**Work to complete**. Every line below that holds the string "aggregator" should be copied out.

Stored dataset items

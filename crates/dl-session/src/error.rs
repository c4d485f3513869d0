//! Session engine error types.

use dl_protocol::{FailureReason, SessionState};
use thiserror::Error;

/// Errors reported by a [`Transport`](crate::transport::Transport).
#[derive(Debug, Clone, Error)]
pub enum TransportError {
    #[error("no compatible Bluetooth transport available")]
    Unsupported,

    #[error("device selection cancelled")]
    Cancelled,

    #[error("device does not support GATT")]
    NoGatt,

    #[error("connection refused: {0}")]
    ConnectionRefused(String),

    #[error("discovery error: {0}")]
    Discovery(String),

    #[error("subscribe error: {0}")]
    Subscribe(String),

    #[error("link is not open")]
    NotConnected,

    #[error("{0}")]
    Other(String),
}

impl From<TransportError> for FailureReason {
    fn from(err: TransportError) -> Self {
        match err {
            TransportError::Unsupported => FailureReason::UnsupportedEnvironment,
            TransportError::Cancelled => FailureReason::SelectionCancelled,
            TransportError::NoGatt => FailureReason::NoGatt,
            TransportError::ConnectionRefused(msg) => FailureReason::ConnectionRefused(msg),
            TransportError::Discovery(msg) => FailureReason::Discovery(msg),
            other => FailureReason::Transport(other.to_string()),
        }
    }
}

/// Convenience alias for transport results.
pub type TransportResult<T> = Result<T, TransportError>;

/// Errors returned directly to callers of the session API.
///
/// Transport failures never show up here: they become
/// `SessionState::Failed` plus a status line. Only misuse of the
/// lifecycle is an error.
#[derive(Debug, Clone, Error)]
pub enum SessionError {
    #[error("cannot {operation} while session is {state}")]
    InvalidTransition {
        operation: &'static str,
        state: SessionState,
    },
}

/// Convenience alias for session results.
pub type SessionResult<T> = Result<T, SessionError>;

/// Errors loading a code registry.
#[derive(Debug, Error)]
pub enum RegistryError {
    #[error("I/O error: {0}")]
    Io(#[from] std::io::Error),

    #[error("registry parse error: {0}")]
    Parse(#[from] toml::de::Error),

    #[error("invalid code {0:?}: expected a letter P, B, C or U followed by four digits")]
    InvalidCode(String),
}
//! Events broadcast to session consumers.

use chrono::{DateTime, Utc};
use serde::Serialize;
use uuid::Uuid;

use crate::code::DiagnosticCode;
use crate::session::SessionState;

/// Change notifications pushed to everyone subscribed to a session.
///
/// Each result-set mutation produces exactly one event, so a consumer that
/// replays `CodeDetected`/`ResultsCleared` in order reconstructs the set.
#[derive(Debug, Clone, Serialize)]
#[serde(tag = "type", rename_all = "snake_case")]
pub enum SessionEvent {
    /// The session moved to a new state or its status line changed.
    StateChanged {
        attempt_id: Option<Uuid>,
        state: SessionState,
        status: String,
        changed_at: DateTime<Utc>,
    },

    /// A registry-known code was seen for the first time.
    CodeDetected {
        code: DiagnosticCode,
        /// Size of the result set after the append.
        total: usize,
        detected_at: DateTime<Utc>,
    },

    /// The result set was emptied.
    ResultsCleared {
        removed: usize,
        cleared_at: DateTime<Utc>,
    },
}

#[cfg(test)]
mod tests {
    use super::*;
    use crate::code::CodeCategory;

    #[test]
    fn state_change_serializes_with_type_tag() {
        let event = SessionEvent::StateChanged {
            attempt_id: Some(Uuid::nil()),
            state: SessionState::Listening,
            status: "Receiving data...".into(),
            changed_at: Utc::now(),
        };
        let json = serde_json::to_string(&event).unwrap();
        assert!(json.contains(r#""type":"state_changed""#));
        assert!(json.contains(r#""state":"listening""#));
    }

    #[test]
    fn code_detected_serializes() {
        let event = SessionEvent::CodeDetected {
            code: DiagnosticCode::new("P0420", "Catalyst efficiency low", CodeCategory::Emission),
            total: 3,
            detected_at: Utc::now(),
        };
        let json = serde_json::to_string(&event).unwrap();
        assert!(json.contains(r#""type":"code_detected""#));
        assert!(json.contains(r#""code":"P0420""#));
        assert!(json.contains(r#""category":"emission""#));
        assert!(json.contains(r#""total":3"#));
    }

    #[test]
    fn results_cleared_serializes() {
        let event = SessionEvent::ResultsCleared {
            removed: 2,
            cleared_at: Utc::now(),
        };
        let json = serde_json::to_string(&event).unwrap();
        assert!(json.contains(r#""type":"results_cleared""#));
        assert!(json.contains(r#""removed":2"#));
    }
}
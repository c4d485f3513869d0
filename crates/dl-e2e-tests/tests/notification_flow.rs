//! E2E tests for the notification path: transport payload → scanner →
//! aggregator → consumer view and event stream.

mod helpers;

use dl_protocol::{CategoryFilter, CodeCategory, SessionEvent};
use dl_session::mock::MOCK_NOTIFY_CHANNEL;
use dl_session::{CodeRegistry, MockTransport};

use helpers::TestHarness;

/// Free text with one unknown token yields the known codes in arrival order.
#[tokio::test]
async fn e2e_noise_with_embedded_codes() {
    let h = TestHarness::listening().await;

    assert!(h.notify("random P0300 noise B9999 P0171"));

    let results = h.session.results();
    let summary: Vec<_> = results.iter().map(|c| (c.code.as_str(), c.category)).collect();
    assert_eq!(
        summary,
        vec![("P0300", CodeCategory::Ignition), ("P0171", CodeCategory::Fuel)]
    );
}

/// A code repeated in a later notification is not duplicated.
#[tokio::test]
async fn e2e_sequential_notifications_deduplicate() {
    let h = TestHarness::listening().await;

    h.notify("P0300");
    h.notify("P0300 P0420");

    assert_eq!(h.codes(), vec!["P0300", "P0420"]);
}

/// The same token any number of times produces one entry and one event.
#[tokio::test]
async fn e2e_repeated_token_is_idempotent() {
    let mut h = TestHarness::listening().await;
    h.drain_events();

    for _ in 0..25 {
        h.notify("C1201");
    }
    h.notify("C1201 C1201 C1201");

    assert_eq!(h.codes(), vec!["C1201"]);
    let detected: Vec<_> = h
        .drain_events()
        .into_iter()
        .filter(|e| matches!(e, SessionEvent::CodeDetected { .. }))
        .collect();
    assert_eq!(detected.len(), 1);
}

/// Well-formed tokens missing from the registry never reach the result set.
#[tokio::test]
async fn e2e_unknown_tokens_ignored() {
    let mut h = TestHarness::listening().await;
    h.drain_events();

    h.notify("P9999 U1234 B0001 C0000");

    assert!(h.session.results().is_empty());
    assert!(h.drain_events().is_empty());
}

/// Binary garbage and partial tokens are absorbed without effect.
#[tokio::test]
async fn e2e_malformed_payloads_absorbed() {
    let h = TestHarness::listening().await;

    assert!(h.mock.notify(MOCK_NOTIFY_CHANNEL, &[0xFF, 0xFE, 0x00, 0x80, 0xC3, 0x28]));
    h.notify("P030");
    h.notify("XP0300Y");
    h.notify("p0300");
    assert!(h.session.results().is_empty());

    // A valid frame afterwards still works.
    assert!(h.mock.notify(MOCK_NOTIFY_CHANNEL, b"\xFF\xFE P0217 \x00"));
    assert_eq!(h.codes(), vec!["P0217"]);
}

/// Category filter keeps insertion order; `All` returns everything.
#[tokio::test]
async fn e2e_filter_by_category() {
    let h = TestHarness::listening().await;

    h.notify("P0125 P0300 C1300 P0217 P0301 C1201");

    let cooling: Vec<_> = h
        .session
        .filter_by_category(CodeCategory::Cooling)
        .into_iter()
        .map(|c| c.code)
        .collect();
    assert_eq!(cooling, vec!["P0125", "P0217"]);

    let brakes: Vec<_> = h
        .session
        .filter_by_category("brakes".parse::<CategoryFilter>().unwrap())
        .into_iter()
        .map(|c| c.code)
        .collect();
    assert_eq!(brakes, vec!["C1300", "C1201"]);

    assert!(h.session.filter_by_category(CodeCategory::Transmission).is_empty());
    assert_eq!(h.session.filter_by_category(CategoryFilter::All).len(), 6);
}

/// Clear empties the set from any size and announces it.
#[tokio::test]
async fn e2e_clear_resets_results() {
    let mut h = TestHarness::listening().await;
    h.notify("P0300 P0171 P0420 B1000 U0100");
    assert_eq!(h.session.results().len(), 5);
    h.drain_events();

    h.session.clear();

    assert!(h.session.results().is_empty());
    assert!(h.session.filter_by_category(CategoryFilter::All).is_empty());
    assert_eq!(h.session.status(), "Codes cleared");
    let events = h.drain_events();
    assert!(events
        .iter()
        .any(|e| matches!(e, SessionEvent::ResultsCleared { removed: 5, .. })));

    // Codes seen before the clear can be detected again.
    h.notify("P0300");
    assert_eq!(h.codes(), vec!["P0300"]);
}

/// Clear on an idle session with no results is harmless.
#[tokio::test]
async fn e2e_clear_when_idle() {
    let h = TestHarness::new();
    h.session.clear();
    assert!(h.session.results().is_empty());
}

/// A deployment registry replaces the built-in table end to end.
#[tokio::test]
async fn e2e_custom_registry() {
    let registry = CodeRegistry::from_toml_str(
        r#"
[codes.P0101]
description = "MAF circuit range/performance"
category = "sensors"
"#,
    )
    .unwrap();
    let h = TestHarness::with_registry(MockTransport::new(), registry);
    h.session.begin().await.unwrap();

    h.notify("P0300 P0101");

    let results = h.session.results();
    assert_eq!(results.len(), 1);
    assert_eq!(results[0].code, "P0101");
    assert_eq!(results[0].description, "MAF circuit range/performance");
    assert_eq!(results[0].category, CodeCategory::Sensors);
}

/// Detection events serialize with the wire tag consumers key on.
#[tokio::test]
async fn e2e_code_detected_event_json() {
    let mut h = TestHarness::listening().await;
    h.drain_events();

    h.notify("P0420");

    let event = h.drain_events().pop().unwrap();
    let json = serde_json::to_value(&event).unwrap();
    assert_eq!(json["type"], "code_detected");
    assert_eq!(json["code"]["code"], "P0420");
    assert_eq!(json["code"]["category"], "emission");
    assert_eq!(json["total"], 1);
}
//! Diagnostic session engine.
//!
//! - [`registry`]: injected code lookup table
//! - [`scanner`]: pulls DTC tokens out of raw notification payloads
//! - [`aggregator`]: validated, deduplicated, insertion-ordered result set
//! - [`transport`]: the link-layer capability set the engine depends on
//! - [`session`]: lifecycle state machine tying it all together
//! - [`mock`]: scripted transport for tests

pub mod aggregator;
pub mod error;
pub mod mock;
pub mod registry;
pub mod scanner;
pub mod session;
pub mod transport;

// Re-exports for convenience.
pub use aggregator::ResultAggregator;
pub use error::{
    RegistryError, SessionError, SessionResult, TransportError, TransportResult,
};
pub use mock::MockTransport;
pub use registry::{CodeRegistry, RegistryEntry};
pub use session::{DiagnosticSession, SubscribeSummary};
pub use transport::{
    ChannelHandle, ChannelProperties, DeviceCriteria, DeviceHandle, LinkHandle, LinkLostCallback,
    LinkLostSlot, NotifyCallback, ServiceHandle, Transport,
};
//! Code registry: the injected lookup table from DTC string to
//! description and category.
//!
//! Immutable after construction. `builtin()` carries the default table;
//! deployments can ship their own as TOML:
//!
//! ```toml
//! [codes.P0300]
//! description = "Random/multiple cylinder misfire detected"
//! category = "ignition"
//! ```

use std::collections::HashMap;
use std::path::Path;

use dl_protocol::{CodeCategory, DiagnosticCode};
use serde::Deserialize;

use crate::error::RegistryError;
use crate::scanner;

/// Registry entry for a single code.
#[derive(Debug, Clone, PartialEq, Eq, Deserialize)]
pub struct RegistryEntry {
    pub description: String,
    pub category: CodeCategory,
}

/// Default table shipped with the engine.
const BUILTIN: &[(&str, &str, CodeCategory)] = &[
    // ===== Ignition =====
    ("P0300", "Random/multiple cylinder misfire detected", CodeCategory::Ignition),
    ("P0301", "Cylinder 1 misfire detected", CodeCategory::Ignition),
    // ===== Fuel =====
    ("P0171", "System too lean (Bank 1)", CodeCategory::Fuel),
    ("P0172", "System too rich (Bank 1)", CodeCategory::Fuel),
    // ===== Emission =====
    ("P0420", "Catalyst system efficiency below threshold (Bank 1)", CodeCategory::Emission),
    // ===== Sensors =====
    ("P0100", "Mass air flow circuit malfunction", CodeCategory::Sensors),
    // ===== Transmission =====
    ("P0700", "Transmission control system malfunction", CodeCategory::Transmission),
    // ===== Electrical =====
    ("B1000", "Airbag system general fault", CodeCategory::Electrical),
    ("U0100", "Lost communication with ECM/PCM", CodeCategory::Electrical),
    // ===== Cooling =====
    ("P0125", "Insufficient coolant temperature for closed loop operation", CodeCategory::Cooling),
    ("P0217", "Engine overheat condition", CodeCategory::Cooling),
    // ===== Brakes =====
    ("C1201", "Anti-lock brake system (ABS) malfunction", CodeCategory::Brakes),
    ("C1300", "Steering angle sensor malfunction", CodeCategory::Brakes),
];

#[derive(Deserialize)]
struct RegistryFile {
    codes: HashMap<String, RegistryEntry>,
}

/// Immutable mapping from code string to registry entry.
#[derive(Debug, Clone, Default)]
pub struct CodeRegistry {
    entries: HashMap<String, RegistryEntry>,
}

impl CodeRegistry {
    /// Registry with the built-in table.
    pub fn builtin() -> Self {
        Self {
            entries: BUILTIN
                .iter()
                .map(|(code, description, category)| {
                    (
                        (*code).to_string(),
                        RegistryEntry {
                            description: (*description).to_string(),
                            category: *category,
                        },
                    )
                })
                .collect(),
        }
    }

    /// Build a registry from arbitrary entries, rejecting malformed codes.
    pub fn from_entries<I, S>(entries: I) -> Result<Self, RegistryError>
    where
        I: IntoIterator<Item = (S, RegistryEntry)>,
        S: Into<String>,
    {
        let mut map = HashMap::new();
        for (code, entry) in entries {
            let code = code.into();
            if !scanner::is_code(&code) {
                return Err(RegistryError::InvalidCode(code));
            }
            map.insert(code, entry);
        }
        Ok(Self { entries: map })
    }

    /// Parse a registry from TOML text (`[codes.<CODE>]` tables).
    pub fn from_toml_str(text: &str) -> Result<Self, RegistryError> {
        let file: RegistryFile = toml::from_str(text)?;
        Self::from_entries(file.codes)
    }

    /// Load a registry from a TOML file.
    pub fn from_file(path: impl AsRef<Path>) -> Result<Self, RegistryError> {
        let text = std::fs::read_to_string(path)?;
        Self::from_toml_str(&text)
    }

    /// Look up a code. Matching is exact: scanned tokens are already uppercase.
    pub fn lookup(&self, code: &str) -> Option<&RegistryEntry> {
        self.entries.get(code)
    }

    /// Build the consumer-facing value for a known code.
    pub fn resolve(&self, code: &str) -> Option<DiagnosticCode> {
        self.lookup(code)
            .map(|e| DiagnosticCode::new(code, e.description.clone(), e.category))
    }

    pub fn contains(&self, code: &str) -> bool {
        self.entries.contains_key(code)
    }

    pub fn len(&self) -> usize {
        self.entries.len()
    }

    pub fn is_empty(&self) -> bool {
        self.entries.is_empty()
    }
}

**Solution to the exercise**.
//! aggregator → consumer view and event stream.
//! - [`aggregator`]: validated, deduplicated, insertion-ordered result set
pub mod aggregator;
pub use aggregator::ResultAggregator;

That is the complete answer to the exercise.